Seven people were killed and at least 48 others were injured in a. The attack, which Britain's Metropolitan Police described as a "protracted incident," began when a vehicle struck pedestrians on the London Bridge and concluded at the nearby Borough Market, where the suspects attempted to stab multiple people.
Police first received reports that a vehicle struck pedestrians on the iconic London Bridge around 10 p.m., Metropolitan Police Assistant Commissioner Mark Rowley said. Holly Jones, a BBC reporter who was on the bridge at the time of the attack, said it appeared the vehicle was driving "about 50 miles per hour" before striking the pedestrians. A witness said she saw a white van veer into people.
"He swerved right round me and then hit about five or six people. He hit about two people in front of me and then three behind," Jones told BBC News.
The vehicle then continued to nearby Borough Market, where the suspects left the vehicle and attempted to stab a number of people. Borough Market is an area in London known for its restaurants and bars. Packed with people enjoying the summer night, the area around London Bridge and Borough Market soon turned to chaos and panic.

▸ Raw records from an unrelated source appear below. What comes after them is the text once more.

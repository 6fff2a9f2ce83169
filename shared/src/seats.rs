//! Seat identifiers and the status/outcome vocabularies attached to them.

use serde::{Deserialize, Serialize};
use std::fmt;

/// The four fixed table positions.
#[derive(Clone, Copy, Debug, PartialEq, Eq, Hash, Serialize, Deserialize)]
#[serde(rename_all = "lowercase")]
pub enum Seat {
    Player,
    Croupier,
    Ai1,
    Ai2,
}

impl Seat {
    /// Table iteration order: croupier first, human seat last.
    pub const ALL: [Seat; 4] = [Seat::Croupier, Seat::Ai1, Seat::Ai2, Seat::Player];

    /// Series ordering used by every statistics report.
    pub const REPORT_ORDER: [Seat; 4] = [Seat::Croupier, Seat::Ai1, Seat::Ai2, Seat::Player];

    /// Display name shown in each seat's info block.
    pub fn default_name(self) -> &'static str {
        match self {
            Seat::Player => "You",
            Seat::Croupier => "Croupier",
            Seat::Ai1 => "Ai 1",
            Seat::Ai2 => "Ai 2",
        }
    }

    /// Series label used in report charts.
    pub fn report_label(self) -> &'static str {
        match self {
            Seat::Player => "Human",
            Seat::Croupier => "Croupier",
            Seat::Ai1 => "Ai1",
            Seat::Ai2 => "Ai2",
        }
    }
}

impl fmt::Display for Seat {
    fn fmt(&self, f: &mut fmt::Formatter<'_>) -> fmt::Result {
        let name = match self {
            Seat::Player => "player",
            Seat::Croupier => "croupier",
            Seat::Ai1 => "ai1",
            Seat::Ai2 => "ai2",
        };
        write!(f, "{}", name)
    }
}

/// In-round status as reported by the authority. `Standby` is the pre-deal
/// state (fewer than two cards). Status strings this client does not know
/// decode to `Unknown` and render as an empty label.
#[derive(Clone, Copy, Debug, Default, PartialEq, Eq, Serialize, Deserialize)]
#[serde(rename_all = "lowercase")]
pub enum RoundStatus {
    #[default]
    Standby,
    Playing,
    Busted,
    Standing,
    Blackjack,
    #[serde(other)]
    Unknown,
}

/// End-of-round outcome, displayed only after game end and never at the
/// same time as a [`RoundStatus`].
#[derive(Clone, Copy, Debug, PartialEq, Eq, Serialize, Deserialize)]
#[serde(rename_all = "lowercase")]
pub enum Outcome {
    Win,
    Lose,
    Draw,
    Busted,
    #[serde(other)]
    Unknown,
}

According to Rowley, within eight minutes police had been dispatched, confronted the three male suspects, and shot them. The suspects were shot and killed in Borough Market.
One of the first responders, a British Transport officer, was among the wounded, suffering stab wounds to his face, head and leg after confronting the three suspects. He was armed only with his baton.

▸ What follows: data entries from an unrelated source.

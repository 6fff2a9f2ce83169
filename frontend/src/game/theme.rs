pub const MARGIN_SM: f32 = 8.0;
pub const MARGIN_LG: f32 = 16.0;

pub const NAVBAR_WIDTH_LEFT: f32 = 120.0;
pub const NAVBAR_WIDTH_RIGHT: f32 = 140.0;
pub const NAVBAR_ROW_HEIGHT_EXTRA: f32 = 12.0;

pub const BUTTON_MIN_HEIGHT: f32 = 24.0;
pub const BUTTON_MIN_WIDTH: f32 = 80.0;

/// On-table card height; width follows the natural aspect ratio.
pub const CARD_DISPLAY_HEIGHT: f32 = 95.0;

pub const CHART_HEIGHT: f32 = 220.0;
pub const CHART_BAR_GAP: f32 = 18.0;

British Transport Police Chief Constable Paul Crowther visited the officer in the hospital and said the wounded officer was in stable condition, adding "for an officer who only joined us less than two years ago, the bravery he showed was outstanding and makes me extremely proud."
More than 80 medics were sent to the scene. London Ambulance Service said 48 people were taken to several area hospitals.

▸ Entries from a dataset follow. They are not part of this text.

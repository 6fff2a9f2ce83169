//! Client-server messaging protocol for the blackjack table.
//!
//! Every frame is one JSON object tagged with the wire event name; payload
//! validation happens here, at the schema boundary, not in per-event
//! string handling.

use serde::{Deserialize, Serialize};
use std::collections::HashMap;

use crate::cards::Card;
use crate::reports::{ReportKind, RequestId, StandReport};
use crate::seats::{Outcome, RoundStatus, Seat};

/// Full replacement description of one seat's displayable state.
///
/// Fields the wire payload omits fall back to their defaults so a sparse
/// snapshot degrades the display instead of aborting the render pipeline.
#[derive(Clone, Debug, Serialize, Deserialize)]
#[serde(rename_all = "camelCase")]
pub struct SeatSnapshot {
    pub position: Seat,
    #[serde(default)]
    pub hand: Vec<Card>,
    #[serde(default)]
    pub hand_value: u32,
    #[serde(default)]
    pub busted: bool,
    #[serde(default)]
    pub standing: bool,
    #[serde(default)]
    pub state: RoundStatus,
    #[serde(default)]
    pub hide_hand: bool,
    #[serde(default)]
    pub hit_safe_probability: Option<f64>,
}

impl SeatSnapshot {
    /// An empty snapshot for a seat, as sent before any card is dealt.
    pub fn empty(position: Seat) -> Self {
        SeatSnapshot {
            position,
            hand: Vec::new(),
            hand_value: 0,
            busted: false,
            standing: false,
            state: RoundStatus::Standby,
            hide_hand: false,
            hit_safe_probability: None,
        }
    }
}

/// Moves the human player can submit on their turn.
#[derive(Clone, Copy, Debug, PartialEq, Eq, Serialize, Deserialize)]
#[serde(rename_all = "lowercase")]
pub enum MoveAction {
    Hit,
    Stand,
}

/// Messages that the client can send to the server
#[derive(Clone, Debug, PartialEq, Serialize, Deserialize)]
#[serde(tag = "type", content = "data")]
pub enum ClientMsg {
    /// Request the start of a simulated round.
    #[serde(rename = "start-test")]
    StartTest { message: Option<String> },
    /// Submit the human player's move; seat state only changes via the
    /// next snapshot from the authority.
    #[serde(rename = "player-move")]
    PlayerMove {
        #[serde(rename = "move")]
        action: MoveAction,
    },
    #[serde(rename = "generate-wins-report")]
    GenerateWinsReport { request_id: RequestId },
    #[serde(rename = "generate-decisions-report")]
    GenerateDecisionsReport { request_id: RequestId },
    #[serde(rename = "generate-stand-report")]
    GenerateStandReport { request_id: RequestId },
}

impl ClientMsg {
    /// The request message for a given report kind.
    pub fn generate_report(kind: ReportKind, request_id: RequestId) -> Self {
        match kind {
            ReportKind::Wins => ClientMsg::GenerateWinsReport { request_id },
            ReportKind::Decisions => ClientMsg::GenerateDecisionsReport { request_id },
            ReportKind::Stands => ClientMsg::GenerateStandReport { request_id },
        }
    }
}

/// Messages that the server can send to clients
#[derive(Clone, Debug, Serialize, Deserialize)]
#[serde(tag = "type", content = "data")]
pub enum ServerMsg {
    /// Seat snapshot; orthogonal to the turn events and valid in any
    /// control state.
    #[serde(rename = "update-and-render")]
    SeatUpdate(SeatSnapshot),
    #[serde(rename = "start-player-turn")]
    StartPlayerTurn,
    #[serde(rename = "end-player-turn")]
    EndPlayerTurn,
    /// One outcome per seat at the end of a round.
    #[serde(rename = "game-over")]
    GameOver(HashMap<Seat, Outcome>),
    #[serde(rename = "receive-wins-report")]
    WinsReport {
        request_id: RequestId,
        win_percentages: [f64; 4],
    },
    #[serde(rename = "receive-decisions-report")]
    DecisionsReport {
        request_id: RequestId,
        success_percentages: [f64; 4],
    },
    #[serde(rename = "receive-stand-report")]
    StandReport {
        request_id: RequestId,
        #[serde(flatten)]
        series: StandReport,
    },
    #[serde(rename = "error")]
    Error(String),
}

#[cfg(test)]
mod tests {
    use super::*;
    use crate::cards::CardColor;
    use serde_json::json;

    #[test]
    fn seat_update_decodes_the_full_wire_payload() {
        let frame = json!({
            "type": "update-and-render",
            "data": {
                "position": "croupier",
                "hideHand": true,
                "hand": [
                    {"value": 10, "fileName": "king_of_spades.png", "color": "black"},
                    {"value": 7, "fileName": "7_of_hearts.png", "color": "red"}
                ],
                "standing": false,
                "busted": false,
                "state": "playing",
                "handValue": 17,
                "hitSafeProbability": 0.42
            }
        });
        let msg: ServerMsg = serde_json::from_value(frame).unwrap();
        let snap = match msg {
            ServerMsg::SeatUpdate(snap) => snap,
            other => panic!("unexpected message: {:?}", other),
        };
        assert_eq!(snap.position, Seat::Croupier);
        assert!(snap.hide_hand);
        assert_eq!(snap.hand.len(), 2);
        assert_eq!(snap.hand[1].color, CardColor::Red);
        assert_eq!(snap.hand_value, 17);
        assert_eq!(snap.state, RoundStatus::Playing);
        assert_eq!(snap.hit_safe_probability, Some(0.42));
    }

    #[test]
    fn sparse_seat_update_decodes_with_defaults() {
        let frame = json!({
            "type": "update-and-render",
            "data": {"position": "player"}
        });
        let msg: ServerMsg = serde_json::from_value(frame).unwrap();
        let snap = match msg {
            ServerMsg::SeatUpdate(snap) => snap,
            other => panic!("unexpected message: {:?}", other),
        };
        assert_eq!(snap.position, Seat::Player);
        assert!(snap.hand.is_empty());
        assert_eq!(snap.hand_value, 0);
        assert_eq!(snap.state, RoundStatus::Standby);
        assert!(!snap.hide_hand);
        assert_eq!(snap.hit_safe_probability, None);
    }

    #[test]
    fn unknown_state_string_survives_decoding() {
        let frame = json!({
            "type": "update-and-render",
            "data": {"position": "ai1", "state": "split"}
        });
        let msg: ServerMsg = serde_json::from_value(frame).unwrap();
        match msg {
            ServerMsg::SeatUpdate(snap) => assert_eq!(snap.state, RoundStatus::Unknown),
            other => panic!("unexpected message: {:?}", other),
        }
    }

    #[test]
    fn turn_events_are_bare_tags() {
        let start: ServerMsg = serde_json::from_value(json!({"type": "start-player-turn"})).unwrap();
        assert!(matches!(start, ServerMsg::StartPlayerTurn));
        let end: ServerMsg = serde_json::from_value(json!({"type": "end-player-turn"})).unwrap();
        assert!(matches!(end, ServerMsg::EndPlayerTurn));
    }

    #[test]
    fn game_over_decodes_one_outcome_per_seat() {
        let frame = json!({
            "type": "game-over",
            "data": {"player": "win", "croupier": "lose", "ai1": "draw", "ai2": "busted"}
        });
        let msg: ServerMsg = serde_json::from_value(frame).unwrap();
        let outcomes = match msg {
            ServerMsg::GameOver(outcomes) => outcomes,
            other => panic!("unexpected message: {:?}", other),
        };
        assert_eq!(outcomes[&Seat::Player], Outcome::Win);
        assert_eq!(outcomes[&Seat::Croupier], Outcome::Lose);
        assert_eq!(outcomes[&Seat::Ai1], Outcome::Draw);
        assert_eq!(outcomes[&Seat::Ai2], Outcome::Busted);
    }

    #[test]
    fn player_move_serializes_the_move_key() {
        let msg = ClientMsg::PlayerMove {
            action: MoveAction::Hit,
        };
        assert_eq!(
            serde_json::to_value(&msg).unwrap(),
            json!({"type": "player-move", "data": {"move": "hit"}})
        );
    }

    #[test]
    fn start_test_carries_an_optional_message() {
        let msg = ClientMsg::StartTest {
            message: Some("Starting test".into()),
        };
        assert_eq!(
            serde_json::to_value(&msg).unwrap(),
            json!({"type": "start-test", "data": {"message": "Starting test"}})
        );
    }

    #[test]
    fn report_requests_carry_their_correlation_id() {
        for kind in ReportKind::ALL {
            let msg = ClientMsg::generate_report(kind, RequestId(3));
            let json = serde_json::to_value(&msg).unwrap();
            assert_eq!(json["data"]["request_id"], json!(3));
        }
        let msg = ClientMsg::generate_report(ReportKind::Wins, RequestId(3));
        assert_eq!(
            serde_json::to_value(&msg).unwrap()["type"],
            json!("generate-wins-report")
        );
    }

    #[test]
    fn wins_report_response_round_trips() {
        let frame = json!({
            "type": "receive-wins-report",
            "data": {"request_id": 1, "win_percentages": [10.0, 20.0, 30.0, 40.0]}
        });
        let msg: ServerMsg = serde_json::from_value(frame).unwrap();
        match msg {
            ServerMsg::WinsReport {
                request_id,
                win_percentages,
            } => {
                assert_eq!(request_id, RequestId(1));
                assert_eq!(win_percentages, [10.0, 20.0, 30.0, 40.0]);
            }
            other => panic!("unexpected message: {:?}", other),
        }
    }

    #[test]
    fn stand_report_series_are_flattened_on_the_wire() {
        let frame = json!({
            "type": "receive-stand-report",
            "data": {
                "request_id": 2,
                "croupier": [17.0, 18.0],
                "ai1": [20.0, 19.0],
                "ai2": [12.0, 21.0],
                "human": [19.0, 20.0]
            }
        });
        let msg: ServerMsg = serde_json::from_value(frame).unwrap();
        match msg {
            ServerMsg::StandReport { request_id, series } => {
                assert_eq!(request_id, RequestId(2));
                assert_eq!(series.human, vec![19.0, 20.0]);
                assert_eq!(series.croupier.len(), series.ai2.len());
            }
            other => panic!("unexpected message: {:?}", other),
        }
    }
}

The suspects were wearing what appeared to be explosive vests, but it turned out to be a hoax, Rowley said.
One witness inside the station described the scene to Sky News.
"I was walking out of the London Bridge station and there were police," Caroline Breniere said. "Some of them were coming by car, some of them were running. The traffic was stopped."
Another man who was nearby told Sky he witnessed emergency vehicles rushing to the scene.
"We finished drinking at a bar and we came out onto the road and I looked to my left and there was a guy, we thought he was just drunk, he was lying on the floor," the man told Sky. "A couple seconds later, about three police vans flew past. The guys who were with the guy that was on the floor managed to flag one of the police vans down. One of the officers jumped out and started attending to the guy on the floor."
Will Haven, managing editor of The Spectator in London, told Sky he "certainly saw people who looked like they'd been run over."
Photographer Gabriele Sciotto captured a picture of one of the attackers wearing what appear to be canisters strapped to his chest near Borough Market.
The 25-year-old Sciotto said he was on his way home from a pub when he saw a man running toward him telling him to turn around and run because there was a terrorist attack. As a documentary filmmaker, though, his instincts were to keep going.
He said that at first, "it didn't look too dangerous."
The men went into Borough Market, but they turned around and ran toward the Wheatsheaf Pub after being confronted by a police officer. He said a lot of police suddenly came from the other direction.
The attackers "had no clue what they were doing. They were scared. The police were scared," Sciotto said.
He took the photograph after the men had been shot.
As dawn broke over the capital, a large area on the south bank of the River Thames remained cordoned off. Police told people to avoid the area, leaving tourists and revelers struggling to get home.